Die Kleinen klagen bitterlich über die Gema

04.09.2009 | 09:07 Uhr
Die Kleinen klagen bitterlich über die Gema

Essen. Nicht alle singen gerne das Lied der Gema - Abgaben an den Musikrechte-Verwerter Gema machen Veranstaltern zu schaffen. Über 100 000 Konzertveranstalter, Musiker und weitere Kulturschaffende unterschrieben eine Petition an den Bundestag und machten ihrem Ärger Luft.

Live-Musik Adieu! So müsste das Wuppertaler Stadtteilfest „Barmer Herbst” an diesem Wochenende (4.9.09) eigentlich überschrieben sein. Schließlich werden die Besucher, die an Bauernmarkt, Kunsthandwerk und Karussell entlang schlendern, höchstens von Musik aus der Konserve berieselt. Der Veranstalter verzichtet in diesem Jahr auf das musikalische Bühnenprogramm, weil niemand die hohen Gebühren des Musikrechte-Verwerters Gema bezahlen will.

Wutschrei? Auch bei "Bochum Total" ist man auf die Gema nicht gut zu sprechen. (c) Jakob Studnar

Das Fest in Wuppertal-Barmen ist längst kein Einzelfall mehr. In einer Petition an den Bundestag machen 106 575 Konzertveranstalter, Musiker und weitere Kulturschaffende ihrem Ärger über die Gema Luft. Sie fordern, dass die Arbeit des Musikrechte-Verwertes „auf ihre Vereinbarkeit mit dem Grundgesetz, Vereinsgesetz und Urheberrecht überprüft wird.” Hinter dieser trockenen Formulierung verbirgt sich der Vorwurf, die Verwertungsgesellschaft, die treuhänderisch die Urheberrechte ihrer 63 000 Mitglieder verwaltet, würde absurde Summen verlangen. Harter Tobak, der den Petitionsausschuss des Bundestages im November beschäftigen wird.

„Die Gema benutzt eine willkürliche Abrechnungsmethodik, die nur ihrer Gewinnmaximierung dient”, kommt aus den Reihen der Interessengemeinschaft (IG) Barmen harsche Kritik. Die Einzelhändlergemeinschaft, die den „Barmer Herbst” veranstaltet, hält in ihrem Fall Gebühren in Höhe von rund 600 Euro für angemessen. Die Gema würde jedoch in etwa das Zehnfache fordern. Grund für diese gravierende Diskrepanz ist die unterschiedlich Auffassung über die Bemessungsgrundlage: Die IG bezieht ihre Rechnung auf den Platz, auf dem die Bühne steht, und der beschallt wird.

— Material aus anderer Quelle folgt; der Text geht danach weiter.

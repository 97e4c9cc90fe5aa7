//! Event-to-WebSocket forwarding.
//!
//! [`JobNotifier`] subscribes to the event bus and pushes job completion
//! announcements to every connected WebSocket client. Best-effort only:
//! clients that miss a push still learn the outcome through the polling
//! endpoint.

use std::sync::Arc;

use axum::extract::ws::Message;
use tokio::sync::broadcast;

use dispatchd_events::JobEvent;

use crate::ws::WsManager;

/// Message type tag pushed to WebSocket clients when a job finishes.
const MSG_TYPE_JOB_COMPLETED: &str = "job_completed";

/// Forwards job lifecycle events from the event bus to WebSocket clients.
pub struct JobNotifier {
    ws_manager: Arc<WsManager>,
}

impl JobNotifier {
    pub fn new(ws_manager: Arc<WsManager>) -> Self {
        Self { ws_manager }
    }

    /// Run the forwarding loop.
    ///
    /// Consumes events from `receiver` until the channel is closed (i.e.
    /// the [`EventBus`](dispatchd_events::EventBus) is dropped).
    pub async fn run(self, mut receiver: broadcast::Receiver<JobEvent>) {
        loop {
            match receiver.recv().await {
                Ok(event) => self.forward(&event).await,
                Err(broadcast::error::RecvError::Lagged(n)) => {
                    tracing::warn!(skipped = n, "Job notifier lagged");
                }
                Err(broadcast::error::RecvError::Closed) => {
                    tracing::info!("Event bus closed, job notifier shutting down");
                    break;
                }
            }
        }
    }

    async fn forward(&self, event: &JobEvent) {
        // Only token-bearing events are meaningful to browser clients.
        let Some(token) = event.token else { return };

        let payload = serde_json::json!({
            "type": MSG_TYPE_JOB_COMPLETED,
            "id": token,
            "event": event.event_type,
            "operation": event.operation,
        });

        tracing::debug!(token = %token, "Pushing job completion to WebSocket clients");
        self.ws_manager
            .broadcast(Message::Text(payload.to_string().into()))
            .await;
    }
}

#[cfg(test)]
mod tests {
    use super::*;
    use dispatchd_core::types::Token;
    use dispatchd_events::EventBus;

    #[tokio::test]
    async fn completion_events_are_pushed_to_clients() {
        let ws_manager = Arc::new(WsManager::new());
        let mut rx = ws_manager.add("conn-1".to_string()).await;

        let bus = EventBus::default();
        let notifier = JobNotifier::new(Arc::clone(&ws_manager));
        let subscription = bus.subscribe();
        let handle = tokio::spawn(notifier.run(subscription));

        let token = Token::now_v7();
        bus.publish(JobEvent::job_completed(token).with_operation("deploy"));

        let message = rx.recv().await.expect("client should receive a push");
        let Message::Text(text) = message else {
            panic!("expected a text frame");
        };
        let json: serde_json::Value = serde_json::from_str(&text).unwrap();
        assert_eq!(json["type"], "job_completed");
        assert_eq!(json["id"], token.to_string());
        assert_eq!(json["operation"], "deploy");

        // Dropping the bus ends the forwarding loop.
        drop(bus);
        handle.await.unwrap();
    }

    #[tokio::test]
    async fn tokenless_events_are_ignored() {
        let ws_manager = Arc::new(WsManager::new());
        let mut rx = ws_manager.add("conn-1".to_string()).await;

        let bus = EventBus::default();
        let notifier = JobNotifier::new(Arc::clone(&ws_manager));
        let subscription = bus.subscribe();
        let handle = tokio::spawn(notifier.run(subscription));

        bus.publish(JobEvent::new("job.enqueued"));
        drop(bus);
        handle.await.unwrap();

        // Channel drained without any push having been sent.
        assert!(rx.try_recv().is_err());
    }
}
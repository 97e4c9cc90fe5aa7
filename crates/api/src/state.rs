use std::sync::Arc;

use dispatchd_core::dispatcher::Dispatcher;
use dispatchd_core::tracker::JobTracker;
use dispatchd_events::EventBus;

use crate::config::ServerConfig;
use crate::ws::WsManager;

/// Shared application state available to all Axum handlers via `State<AppState>`.
///
/// This is cheaply cloneable (inner data is behind `Arc`).
#[derive(Clone)]
pub struct AppState {
    /// Server configuration.
    pub config: Arc<ServerConfig>,
    /// The single dispatch engine behind every HTTP calling convention.
    pub dispatcher: Arc<Dispatcher>,
    /// In-memory ledger of asynchronous jobs, keyed by token.
    pub tracker: Arc<JobTracker>,
    /// WebSocket connection manager (browser clients).
    pub ws_manager: Arc<WsManager>,
    /// Centralized event bus for job lifecycle events.
    pub event_bus: Arc<EventBus>,
}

Die Gema schließt jedoch die gesamte Fußgängerzone, rund 13 400 Quadratmeter, in ihre Rechnung mit ein. „Haarsträubend ist das. So wird Kulturleben zerstört”, meint ein IG-Mitglied dazu.

Kein gutes Haar an der Gema

„Ich kenne keinen Veranstalter, der nicht über die Gema stöhnt”, fasst Mark Schulz von der Veranstaltungsagentur Stamm & Belz die Stimmung in der Musik-Branche zusammen. „Wenn wir in der Essener Zeche Carl eine Party mit Musik aus der Konserve veranstalten, müssen wir schon 300 Euro bezahlen”, erklärt er. Die Gebühr berechne sich nach Eintrittspreis und Größe der Halle. Dabei greife diese sogenannte Gema-Pflicht für eine Veranstaltung, sobald dort ein einziges Gema-pflichtiges Musikstück gespielt werde. „Da ist schon ein bisschen Abzocke dabei.”

Kein gutes Haar an der Gema lässt auch Marcus Gloria. Er veranstaltet das eintrittsfreie Stadtfestival „Bochum Total”, das sich im Wesentlichen über Sponsoren, Getränkeverkauf und Standgelder finanziert. In diesem Jahr flatterte eine Forderung in Höhe von 15 000 Euro auf seinen Schreibtisch. Wie soll das funktionieren?”, fragt Gloria. Dass aufgrund der Wetterkapriolen an zwei von vier Veranstaltungstagen nur wenige Besucher den Weg nach Bochum fanden, berücksichtige die Verwertungsgesellschaft überhaupt nicht.

„Wo bleibt der Rest der 15 000 Euro?”

"Tarif-Dschungel" mit Verschleierungstaktik. (c) imago

Was ihn so richtig auf die Palme bringt, ist die undurchsichtige Umverteilung: „Selbst wenn alle Künstler auf dem Festival Gema-Mitglieder wären, würden sie insgesamt nur 1000 Euro erhalten”, erläutert Gloria. Dabei gebe es bei dem Festival kaum Bands, die bei ihren Auftritten auf Songs anderer Künstler zurückgreifen würden. „Wo bleibt also der Rest der 15 000 Euro, die wir als Veranstalter zahlen sollen?”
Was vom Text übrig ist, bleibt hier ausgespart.